Les joueurs de rugby sont encore parfois comparés à de belles bêtes tout en muscles, impressionnants paquets de viande pure, mixte d’hommes et d’animaux de concours, mastodontes fonçant dans le tas embrocher l’adversaire, demis de mêlée et piliers forts comme un bœuf, voire deux ou davantage. Pour autant, à la différence des boxeurs qui, avant chaque match, pour se donner du cœur à l’ouvrage, se gorgent symboliquement de sang, engouffrant un énorme pavé de viande bien bleue comme s’ils mangeaient tout cru l’adversaire à venir, le rituel des joueurs de rugby ne relève en rien d’une pratique carnivore. Tout juste, à onze heures du matin, le déjeuner précédant le match est-il inévitablement composé d’un steak-purée. Rien que de plus banalement convivial que ce steak-purée sans prétention entre membres d’une même équipe. Aucune charge symbolique. On pourrait presque dire un plat popote. Rien à voir avec ces grands carnassiers de boxeurs. La force, oui ; pas l’instinct du sang. Le pack, dans un match de rugby, n’est pas sur le terrain pour « dévorer » l’adversaire, le bouffer tout cru, mais, plus simplement, pour le défaire puissamment dans les règles.

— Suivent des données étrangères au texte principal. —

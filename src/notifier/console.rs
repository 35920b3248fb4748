//! # ConsoleNotifier — lifecycle events as colored console lines
//!
//! Binds one handler per [`EventKind`] on a host and prints each event it
//! receives as a single line.
//!
//! ## Example output
//! ```text
//! api down!. Error: "connect ECONNREFUSED"
//! api is still down!. Error: "connect ECONNREFUSED"
//! api check failed!. Error: {"status":503}
//! api latency warning. Took: 1500 ms.
//! api is back. Down for 2 minutes
//! api responded OK! 42 ms.
//! ```
//!
//! ## Rules
//! - Handlers never panic or fail on malformed data; placeholders are printed instead.
//! - Sink write failures are logged at `debug` and dropped.
//! - Registration is not idempotent: registering twice prints every line twice.

use std::sync::Arc;

use chrono::Utc;

use super::sink::{LineSink, StdoutSink};
use crate::config::NotifierConfig;
use crate::error::RegisterError;
use crate::events::{EventKind, MonitorEvent};
use crate::host::{EventHost, Handler};
use crate::render::Renderer;

/// Console notifier plugin.
#[derive(Clone)]
pub struct ConsoleNotifier {
    renderer: Arc<Renderer>,
    sink: Arc<dyn LineSink>,
}

impl ConsoleNotifier {
    /// Creates a notifier printing to standard output.
    #[must_use]
    pub fn new(cfg: &NotifierConfig) -> Self {
        Self::with_sink(cfg, Arc::new(StdoutSink::new()))
    }

    /// Creates a notifier printing to `sink`.
    #[must_use]
    pub fn with_sink(cfg: &NotifierConfig, sink: Arc<dyn LineSink>) -> Self {
        Self {
            renderer: Arc::new(Renderer::new(cfg)),
            sink,
        }
    }

    /// Binds one handler for each kind in [`EventKind::ALL`] on `host`.
    ///
    /// # Errors
    /// Returns [`RegisterError::Unsupported`] for the first kind the host
    /// rejects. Registration stops there; handlers for the kinds bound before
    /// it stay bound, so treat the host as misconfigured rather than retrying
    /// on the same host.
    pub fn register<H>(&self, host: &mut H) -> Result<(), RegisterError>
    where
        H: EventHost + ?Sized,
    {
        for kind in EventKind::ALL {
            host.on(kind, self.handler(kind))?;
            tracing::debug!(event = %kind, "console handler registered");
        }
        Ok(())
    }

    /// Returns the handler for `kind`.
    ///
    /// Events of any other kind routed to it are ignored.
    pub fn handler(&self, kind: EventKind) -> Handler {
        let me = self.clone();
        Arc::new(move |ev: &MonitorEvent| {
            if ev.kind() != kind {
                tracing::warn!(bound = %kind, got = %ev.kind(), "misrouted event ignored");
                return;
            }
            me.notify(ev);
        })
    }

    /// Renders `ev` and writes it to the sink.
    pub fn notify(&self, ev: &MonitorEvent) {
        let line = self.renderer.render(ev, Utc::now());
        if let Err(err) = self.sink.write_line(&line) {
            tracing::debug!(event = %ev.kind(), error = %err, "console write failed");
        }
    }
}

impl Default for ConsoleNotifier {
    fn default() -> Self {
        Self::new(&NotifierConfig::default())
    }
}
//! # Approximate human-readable durations.
//!
//! Renders an elapsed span as a single approximate phrase ("a few seconds",
//! "3 minutes", "an hour") instead of raw digits. Each unit is rounded to the
//! nearest whole value before the thresholds are checked, so 125 s reads as
//! "2 minutes".
//!
//! ## Default table
//! ```text
//! seconds <= 44   a few seconds
//! minutes <= 1    a minute
//! minutes <  45   N minutes
//! hours   <= 1    an hour
//! hours   <  22   N hours
//! days    <= 1    a day
//! days    <  26   N days
//! months  <= 1    a month
//! months  <  11   N months
//! years   <= 1    a year
//! otherwise       N years
//! ```
//!
//! With a custom `few_seconds` below `seconds`, spans in between read
//! "N seconds"; the defaults leave that band empty.

use std::time::Duration;

/// Mean days per month over the Gregorian cycle (146097 days / 4800 months).
const DAYS_PER_MONTH: f64 = 146_097.0 / 4_800.0;
/// Mean days per year over the Gregorian cycle.
const DAYS_PER_YEAR: f64 = 146_097.0 / 400.0;

/// Cut-over points between units.
///
/// Each field is compared against the span rounded to that unit. The defaults
/// produce the table in the module docs.
#[derive(Clone, Copy, Debug, PartialEq, Eq)]
pub struct HumanizeThresholds {
    /// Up to this many seconds reads "a few seconds".
    pub few_seconds: u64,
    /// Below this many seconds reads "N seconds".
    pub seconds: u64,
    /// Below this many minutes reads "N minutes".
    pub minutes: u64,
    /// Below this many hours reads "N hours".
    pub hours: u64,
    /// Below this many days reads "N days".
    pub days: u64,
    /// Below this many months reads "N months".
    pub months: u64,
}

impl Default for HumanizeThresholds {
    fn default() -> Self {
        Self {
            few_seconds: 44,
            seconds: 45,
            minutes: 45,
            hours: 22,
            days: 26,
            months: 11,
        }
    }
}

/// Renders `elapsed` as an approximate phrase.
///
/// ## Example
/// ```rust
/// use std::time::Duration;
/// use outage_console::{humanize, HumanizeThresholds};
///
/// let t = HumanizeThresholds::default();
/// assert_eq!(humanize(Duration::from_millis(125_000), &t), "2 minutes");
/// assert_eq!(humanize(Duration::from_secs(3_600), &t), "an hour");
/// ```
pub fn humanize(elapsed: Duration, t: &HumanizeThresholds) -> String {
    let secs = elapsed.as_secs_f64();
    let seconds = rounded(secs);
    let minutes = rounded(secs / 60.0);
    let hours = rounded(secs / 3_600.0);
    let days_f = secs / 86_400.0;
    let days = rounded(days_f);
    let months = rounded(days_f / DAYS_PER_MONTH);
    let years = rounded(days_f / DAYS_PER_YEAR);

    if seconds <= t.few_seconds {
        "a few seconds".to_owned()
    } else if seconds < t.seconds {
        format!("{seconds} seconds")
    } else if minutes <= 1 {
        "a minute".to_owned()
    } else if minutes < t.minutes {
        format!("{minutes} minutes")
    } else if hours <= 1 {
        "an hour".to_owned()
    } else if hours < t.hours {
        format!("{hours} hours")
    } else if days <= 1 {
        "a day".to_owned()
    } else if days < t.days {
        format!("{days} days")
    } else if months <= 1 {
        "a month".to_owned()
    } else if months < t.months {
        format!("{months} months")
    } else if years <= 1 {
        "a year".to_owned()
    } else {
        format!("{years} years")
    }
}

#[inline]
fn rounded(v: f64) -> u64 {
    // Saturating float-to-int cast; NaN maps to 0.
    v.round() as u64
}

#[cfg(test)]
mod tests {
    use super::*;

    fn h(d: Duration) -> String {
        humanize(d, &HumanizeThresholds::default())
    }

    const MIN: u64 = 60;
    const HOUR: u64 = 60 * MIN;
    const DAY: u64 = 24 * HOUR;

    #[test]
    fn sub_minute_spans() {
        assert_eq!(h(Duration::ZERO), "a few seconds");
        assert_eq!(h(Duration::from_secs(44)), "a few seconds");
        assert_eq!(h(Duration::from_secs(45)), "a minute");
        assert_eq!(h(Duration::from_secs(89)), "a minute");
    }

    #[test]
    fn minutes_round_to_nearest() {
        assert_eq!(h(Duration::from_millis(125_000)), "2 minutes");
        assert_eq!(h(Duration::from_secs(150)), "3 minutes");
        assert_eq!(h(Duration::from_secs(44 * MIN)), "44 minutes");
        assert_eq!(h(Duration::from_secs(45 * MIN)), "an hour");
    }

    #[test]
    fn hours_and_days() {
        assert_eq!(h(Duration::from_secs(2 * HOUR)), "2 hours");
        assert_eq!(h(Duration::from_secs(21 * HOUR)), "21 hours");
        assert_eq!(h(Duration::from_secs(22 * HOUR)), "a day");
        assert_eq!(h(Duration::from_secs(3 * DAY)), "3 days");
    }

    #[test]
    fn months_and_years() {
        assert_eq!(h(Duration::from_secs(26 * DAY)), "a month");
        assert_eq!(h(Duration::from_secs(95 * DAY)), "3 months");
        assert_eq!(h(Duration::from_secs(340 * DAY)), "a year");
        assert_eq!(h(Duration::from_secs(3 * 365 * DAY)), "3 years");
    }

    #[test]
    fn default_thresholds_have_no_seconds_band() {
        for ms in (40_000..50_000).step_by(100) {
            let phrase = h(Duration::from_millis(ms));
            assert!(
                phrase == "a few seconds" || phrase == "a minute",
                "{ms} ms read {phrase:?}"
            );
        }
        assert_eq!(h(Duration::from_millis(44_600)), "a minute");
    }

    #[test]
    fn custom_thresholds_apply() {
        let t = HumanizeThresholds {
            few_seconds: 5,
            ..HumanizeThresholds::default()
        };
        assert_eq!(humanize(Duration::from_secs(20), &t), "20 seconds");
    }
}
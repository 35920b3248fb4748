//! # Console color palette.
//!
//! Wraps substrings in ANSI SGR sequences. With color disabled, [`Palette::paint`]
//! returns the text untouched, so output degrades to plain text on sinks that
//! cannot show color.

use std::borrow::Cow;

/// Colors used by the notifier.
#[derive(Clone, Copy, Debug, PartialEq, Eq)]
pub enum Color {
    /// Failures and error text.
    Red,
    /// Warnings.
    Yellow,
    /// Success and recovery.
    Green,
    /// Secondary detail.
    Gray,
    /// Emphasized detail.
    White,
}

impl Color {
    #[inline]
    fn sgr(self) -> &'static str {
        match self {
            Color::Red => "\x1b[31m",
            Color::Yellow => "\x1b[33m",
            Color::Green => "\x1b[32m",
            Color::Gray => "\x1b[90m",
            Color::White => "\x1b[37m",
        }
    }
}

const RESET: &str = "\x1b[39m";

/// Stateless painter; copy it freely.
#[derive(Clone, Copy, Debug, PartialEq, Eq)]
pub struct Palette {
    enabled: bool,
}

impl Palette {
    pub fn new(enabled: bool) -> Self {
        Self { enabled }
    }

    /// A palette that never emits escape sequences.
    pub fn plain() -> Self {
        Self::new(false)
    }

    /// Wraps `text` in `color`, or returns it unchanged when disabled.
    pub fn paint<'a>(&self, text: &'a str, color: Color) -> Cow<'a, str> {
        if !self.enabled || text.is_empty() {
            return Cow::Borrowed(text);
        }
        Cow::Owned(format!("{}{text}{RESET}", color.sgr()))
    }
}

impl Default for Palette {
    fn default() -> Self {
        Self::new(true)
    }
}
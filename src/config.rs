//! # Notifier configuration.
//!
//! Provides [`NotifierConfig`], an immutable value injected when the notifier
//! is built. Nothing here is read from the environment; hosts decide how to
//! fill it in.

use crate::render::HumanizeThresholds;

/// Default placeholder for services that arrive without a usable name.
pub const UNNAMED_SERVICE: &str = "<unnamed service>";

/// Configuration for the console notifier.
///
/// ## Field semantics
/// - `color`: emit ANSI color sequences (`false` = plain text)
/// - `thresholds`: unit cut-overs for "down for ..." durations
/// - `unnamed_service`: text printed in place of a missing service name
#[derive(Clone, Debug)]
pub struct NotifierConfig {
    /// Whether rendered lines carry ANSI color.
    ///
    /// Terminal capability detection is the host's job; set this to `false`
    /// when writing to a file or pipe.
    pub color: bool,

    /// Thresholds used to humanize outage durations.
    pub thresholds: HumanizeThresholds,

    /// Placeholder for missing or blank service names.
    pub unnamed_service: String,
}

impl Default for NotifierConfig {
    /// Default configuration:
    ///
    /// - `color = true`
    /// - `thresholds = HumanizeThresholds::default()`
    /// - `unnamed_service = "<unnamed service>"`
    fn default() -> Self {
        Self {
            color: true,
            thresholds: HumanizeThresholds::default(),
            unnamed_service: UNNAMED_SERVICE.to_owned(),
        }
    }
}
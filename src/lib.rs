//! # outage-console
//!
//! **outage-console** is a notification plugin for service-monitoring hosts.
//! It subscribes to six lifecycle events and prints each one as a
//! human-readable, color-coded console line.
//!
//! The crate makes no monitoring decisions of its own: whether a failed check
//! is already an outage, when latency is too high, or when a service counts as
//! recovered is decided by the host. The notifier only renders what it is given.
//!
//! ## Architecture
//! ```text
//!   check loop 1   check loop 2   check loop N        (host side)
//!        │              │              │
//!        └──── dispatch(MonitorEvent) ─┘
//!                       ▼
//!     ┌──────────────────────────────────────┐
//!     │ Dispatcher (EventHost)               │
//!     │  - kind → handlers                   │
//!     │  - panic isolation                   │
//!     └──────────────────┬───────────────────┘
//!                        ▼
//!     ┌──────────────────────────────────────┐
//!     │ ConsoleNotifier handler (per kind)   │
//!     │  Renderer ──► one line ──► LineSink  │
//!     └──────────────────────────────────────┘
//! ```
//!
//! Hosts with their own event routing implement [`EventHost`] and skip the
//! [`Dispatcher`] entirely. Delivery, queueing and threading stay with the
//! host; handlers run synchronously on whatever thread calls them.
//!
//! ## Events
//! | Wire name          | Line                                            |
//! |--------------------|-------------------------------------------------|
//! | `new-outage`       | `<name> down!. Error: <error>`                  |
//! | `current-outage`   | `<name> is still down!. Error: <error>`         |
//! | `service-error`    | `<name> check failed!. Error: <error>`          |
//! | `latency-warning`  | `<name> latency warning. Took: <ms> ms.`        |
//! | `service-back`     | `<name> is back. Down for <approx. duration>`   |
//! | `service-ok`       | `<name> responded OK! <ms> ms.`                 |
//!
//! ## Example
//! ```rust
//! use outage_console::{ConsoleNotifier, Dispatcher, MonitorEvent, NotifierConfig, Service, TimingPayload};
//!
//! let mut host = Dispatcher::new();
//! ConsoleNotifier::new(&NotifierConfig::default())
//!     .register(&mut host)
//!     .expect("dispatcher accepts every event kind");
//!
//! host.dispatch(&MonitorEvent::ServiceOk {
//!     service: Service::named("api"),
//!     timing: TimingPayload::new(42.0),
//! });
//! ```

mod config;
mod error;
mod events;
mod host;
mod notifier;
mod render;

// ---- Public re-exports ----

pub use config::{NotifierConfig, UNNAMED_SERVICE};
pub use error::RegisterError;
pub use events::{
    ErrorValue, EventKind, FailedCheckPayload, MonitorEvent, OutagePayload, Primitive,
    Service, TimingPayload, UNKNOWN_ERROR,
};
pub use host::{Dispatcher, EventHost, Handler};
pub use notifier::{ConsoleNotifier, LineSink, StdoutSink, WriterSink};
pub use render::{Color, HumanizeThresholds, Palette, Renderer, humanize};

/// Registers a stdout [`ConsoleNotifier`] with default configuration on `host`.
///
/// Not idempotent: calling it twice on the same host binds every handler twice.
///
/// # Errors
/// Same as [`ConsoleNotifier::register`]: the first kind the host rejects is
/// returned, and kinds bound before it stay bound.
pub fn register<H>(host: &mut H) -> Result<(), RegisterError>
where
    H: EventHost + ?Sized,
{
    ConsoleNotifier::default().register(host)
}
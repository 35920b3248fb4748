//! # Example: console
//!
//! Wires the console notifier into an in-process host and dispatches one
//! event of every kind.
//!
//! ## Flow
//! ```text
//! ConsoleNotifier::register(&mut Dispatcher)
//!     └─► Dispatcher::dispatch(MonitorEvent) ──► handler ──► stdout
//! ```
//!
//! ## Run
//! ```bash
//! RUST_LOG=outage_console=debug cargo run --example console
//! ```

use chrono::{TimeDelta, Utc};
use outage_console::{
    ConsoleNotifier, Dispatcher, ErrorValue, FailedCheckPayload, MonitorEvent, NotifierConfig,
    OutagePayload, Service, TimingPayload,
};
use serde_json::json;
use tracing_subscriber::EnvFilter;

fn main() -> anyhow::Result<()> {
    tracing_subscriber::fmt()
        .with_env_filter(EnvFilter::from_default_env())
        .with_writer(std::io::stderr)
        .init();

    let cfg = NotifierConfig::default();
    let mut host = Dispatcher::new();
    ConsoleNotifier::new(&cfg).register(&mut host)?;

    let api = Service::named("api");
    let refused = ErrorValue::from(json!({"code": "ECONNREFUSED", "port": 443}));
    let started = Utc::now() - TimeDelta::minutes(7);

    for ev in [
        MonitorEvent::ServiceOk {
            service: api.clone(),
            timing: TimingPayload::new(42.0),
        },
        MonitorEvent::LatencyWarning {
            service: api.clone(),
            timing: TimingPayload::new(1500.0),
        },
        MonitorEvent::ServiceError {
            service: api.clone(),
            check: FailedCheckPayload::new(refused.clone(), 1),
        },
        MonitorEvent::NewOutage {
            service: api.clone(),
            outage: OutagePayload::new(refused.clone(), started),
        },
        MonitorEvent::CurrentOutage {
            service: api.clone(),
            outage: OutagePayload::new(refused, started),
        },
        MonitorEvent::ServiceBack {
            service: api,
            last_outage: OutagePayload::new(ErrorValue::Unknown, started),
        },
    ] {
        host.dispatch(&ev);
    }
    Ok(())
}
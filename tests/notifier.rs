use std::io::{self, Write};
use std::sync::Arc;
use std::thread;

use chrono::{TimeDelta, Utc};
use outage_console::{
    ConsoleNotifier, Dispatcher, ErrorValue, EventHost, EventKind, FailedCheckPayload, Handler,
    LineSink, MonitorEvent, NotifierConfig, OutagePayload, RegisterError, Service, TimingPayload,
    WriterSink,
};
use serde_json::json;

/// Host that records every binding.
#[derive(Default)]
struct RecordingHost {
    bound: Vec<(EventKind, Handler)>,
}

impl RecordingHost {
    fn handler(&self, kind: EventKind) -> &Handler {
        &self
            .bound
            .iter()
            .find(|(k, _)| *k == kind)
            .expect("kind bound")
            .1
    }
}

impl EventHost for RecordingHost {
    fn on(&mut self, kind: EventKind, handler: Handler) -> Result<(), RegisterError> {
        self.bound.push((kind, handler));
        Ok(())
    }
}

/// Writer that records bytes and counts `write` calls.
#[derive(Default)]
struct Recorded {
    bytes: Vec<u8>,
    writes: usize,
}

impl Write for Recorded {
    fn write(&mut self, buf: &[u8]) -> io::Result<usize> {
        self.writes += 1;
        self.bytes.extend_from_slice(buf);
        Ok(buf.len())
    }

    fn flush(&mut self) -> io::Result<()> {
        Ok(())
    }
}

type RecordingSink = WriterSink<Recorded>;

fn lines_of(bytes: &[u8]) -> Vec<String> {
    String::from_utf8(bytes.to_vec())
        .unwrap()
        .lines()
        .map(str::to_owned)
        .collect()
}

fn lines(sink: &RecordingSink) -> Vec<String> {
    lines_of(&sink.lock().bytes)
}

fn writes(sink: &RecordingSink) -> usize {
    sink.lock().writes
}

fn plain_cfg() -> NotifierConfig {
    NotifierConfig {
        color: false,
        ..NotifierConfig::default()
    }
}

fn plain<S: LineSink>(sink: &Arc<S>) -> ConsoleNotifier {
    ConsoleNotifier::with_sink(&plain_cfg(), sink.clone())
}

fn registered() -> (RecordingHost, Arc<RecordingSink>) {
    let sink = Arc::new(RecordingSink::default());
    let mut host = RecordingHost::default();
    plain(&sink).register(&mut host).unwrap();
    (host, sink)
}

#[test]
fn binds_exactly_one_handler_per_kind() {
    let (host, _) = registered();
    let kinds: Vec<_> = host.bound.iter().map(|(k, _)| *k).collect();
    assert_eq!(kinds, EventKind::ALL);
}

#[test]
fn registration_fails_on_missing_capability() {
    let sink = Arc::new(RecordingSink::default());
    let mut host = Dispatcher::with_kinds([EventKind::NewOutage, EventKind::CurrentOutage]);
    let err = plain(&sink).register(&mut host).unwrap_err();

    assert_eq!(
        err,
        RegisterError::Unsupported {
            kind: EventKind::ServiceError
        }
    );
    assert_eq!(host.handler_count(EventKind::NewOutage), 1);
}

#[test]
fn new_outage_writes_one_line() {
    let (host, sink) = registered();
    host.handler(EventKind::NewOutage)(&MonitorEvent::NewOutage {
        service: Service::named("checkout"),
        outage: OutagePayload::new(json!({"code": "ETIMEDOUT"}), Utc::now()),
    });

    assert_eq!(writes(&sink), 1);
    let printed = lines(&sink);
    assert_eq!(printed.len(), 1);
    assert!(printed[0].contains("checkout"));
    assert!(printed[0].contains("down!"));
    assert!(printed[0].contains("ETIMEDOUT"));
}

#[test]
fn service_back_reports_minutes() {
    let (host, sink) = registered();
    let started = Utc::now() - TimeDelta::milliseconds(125_000);
    host.handler(EventKind::ServiceBack)(&MonitorEvent::ServiceBack {
        service: Service::named("checkout"),
        last_outage: OutagePayload::new("timeout", started),
    });

    let printed = lines(&sink);
    let line = &printed[0];
    assert!(line.contains("checkout"));
    assert!(line.contains("is back"));
    assert!(line.contains("2 minutes"), "got {line:?}");
    assert!(!line.contains("125000"));
}

#[test]
fn service_ok_and_latency_report_elapsed_time() {
    let (host, sink) = registered();
    host.handler(EventKind::ServiceOk)(&MonitorEvent::ServiceOk {
        service: Service::named("checkout"),
        timing: TimingPayload::new(42.0),
    });
    host.handler(EventKind::LatencyWarning)(&MonitorEvent::LatencyWarning {
        service: Service::named("checkout"),
        timing: TimingPayload::new(1500.0),
    });

    let printed = lines(&sink);
    assert!(printed[0].contains("OK!") && printed[0].contains("42 ms."));
    assert!(printed[1].contains("latency warning") && printed[1].contains("1500 ms."));
}

#[test]
fn empty_inputs_still_print_for_every_kind() {
    let (host, sink) = registered();
    for kind in EventKind::ALL {
        let ev = MonitorEvent::from_json(kind, &json!({}), &json!({"error": null}));
        host.handler(kind)(&ev);
    }

    let printed = lines(&sink);
    assert_eq!(printed.len(), EventKind::ALL.len());
    assert!(printed.iter().all(|l| !l.trim().is_empty()));
}

#[test]
fn concurrent_handlers_do_not_interleave_lines() {
    let sink = Arc::new(WriterSink::new(Vec::<u8>::new()));
    let mut host = RecordingHost::default();
    plain(&sink).register(&mut host).unwrap();
    let outage = Arc::clone(host.handler(EventKind::NewOutage));
    let failed = Arc::clone(host.handler(EventKind::ServiceError));

    let a = thread::spawn(move || {
        for _ in 0..200 {
            outage(&MonitorEvent::NewOutage {
                service: Service::named("alpha"),
                outage: OutagePayload::new("refused", Utc::now()),
            });
        }
    });
    let b = thread::spawn(move || {
        for i in 0..200 {
            failed(&MonitorEvent::ServiceError {
                service: Service::named("bravo"),
                check: FailedCheckPayload::new(ErrorValue::from(json!({"attempt": i})), 1),
            });
        }
    });
    a.join().unwrap();
    b.join().unwrap();

    let printed = lines_of(&sink.lock());
    assert_eq!(printed.len(), 400);
    for line in printed {
        let whole = line == r#"alpha down!. Error: "refused""#
            || (line.starts_with(r#"bravo check failed!. Error: {"attempt":"#)
                && line.ends_with('}'));
        assert!(whole, "interleaved line: {line:?}");
    }
}

#[test]
fn every_dispatched_event_prints() {
    let sink = Arc::new(RecordingSink::default());
    let mut host = Dispatcher::new();
    plain(&sink).register(&mut host).unwrap();

    for name in ["s0", "s1", "s2"] {
        host.dispatch(&MonitorEvent::ServiceOk {
            service: Service::named(name),
            timing: TimingPayload::new(1.0),
        });
    }

    assert_eq!(
        lines(&sink),
        [
            "s0 responded OK! 1 ms.",
            "s1 responded OK! 1 ms.",
            "s2 responded OK! 1 ms.",
        ]
    );
    assert_eq!(writes(&sink), 3);
}

#[test]
fn dispatcher_drives_registered_notifier() {
    let sink = Arc::new(RecordingSink::default());
    let mut host = Dispatcher::new();
    plain(&sink).register(&mut host).unwrap();

    let handled = host.dispatch(&MonitorEvent::from_json(
        "current-outage".parse().unwrap(),
        &json!({"name": "search"}),
        &json!({"error": "503", "timestamp": 0}),
    ));

    assert_eq!(handled, 1);
    assert_eq!(lines(&sink), [r#"search is still down!. Error: "503""#]);
}
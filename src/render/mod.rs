//! Rendering: palette, duration humanization, and per-event line layout.

mod duration;
mod line;
mod palette;

pub use duration::{HumanizeThresholds, humanize};
pub use line::Renderer;
pub use palette::{Color, Palette};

À cette sage tradition du steak-purée (aujourd’hui quelque peu battue en brèche par les diététiciens du sport), deux exceptions. Un jour de jadis, l’équipe des All Blacks venue affronter les nôtres demeurait à l’hôtel Lutétia, à Paris. Un employé de l’établissement, fou de rugby et à l’entière dévotion du capitaine des All Blacks, une légende vivante à laquelle il portait un véritable culte, ne cessait de lui demander ce qui pourrait lui faire plaisir. Fatigué de ces préventions à répétition, l’intéressé finit pas répondre au : « Qu’est-ce que je peux faire aujourd’hui pour vous ? » de l’employé, par ceci : « Eh bien, procurez-vous un bœuf pour mon déjeuner, enlevez-lui les sabots, les cornes et la queue, et mettez le reste dans mon assiette. »
Ce qui était une plaisanterie gargantuesque à Paris est, en revanche, une stricte réalité sur les bords du Río de la Plata, à Buenos Aires, en Argentine. Là-bas, on fait cuire des vaches entières, comme ici on cuit un steak. Cela s’appelle un asado. C’est un barbecue géant. Et c’est la meilleure viande du monde. Toutes les vaches argentines vivent en liberté. Comme on dit, « elles ont vu le soleil ». Et ce, tous les jours de l’année.
Je rentre d’Argentine avec les Barbarians, une sélection de joueurs de tous les clubs français, qui ont affronté les Pumas, l’équipe nationale d’Argentine.
C’était amical et sérieux. Et j’ai mangé la meilleure viande du monde.